**** Given information

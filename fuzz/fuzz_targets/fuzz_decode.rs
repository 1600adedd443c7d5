#![no_main]
use libfuzzer_sys::fuzz_target;
use rasterdex::{BmpCodec, ByteCursor, ImageCodec};

fuzz_target!(|data: &[u8]| {
    // Registry dispatch over arbitrary bytes — must never panic
    let _ = rasterdex::decode(data, enough::Unstoppable);

    // Force the BMP path even when the magic is wrong — must never panic
    let _ = BmpCodec.decode_image(&mut ByteCursor::new(data), None, &enough::Unstoppable);
});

********

=== Aim of the task ===
Give back the data above, repeating every record exactly.

=== Written solution ===
filename fuzz/fuzz_targets/fuzz_decode.rs
repository 1600adedd443c7d5
#![no_main]
use libfuzzer_sys::fuzz_target;
use rasterdex::{BmpCodec, ByteCursor, ImageCodec};

fuzz_target!(|data: &[u8]| {
    // Registry dispatch over arbitrary bytes — must never panic
    let _ = rasterdex::decode(data, enough::Unstoppable);

    // Force the BMP path even when the magic is wrong — must never panic
    let _ = BmpCodec.decode_image(&mut ByteCursor::new(data), None, &enough::Unstoppable);
});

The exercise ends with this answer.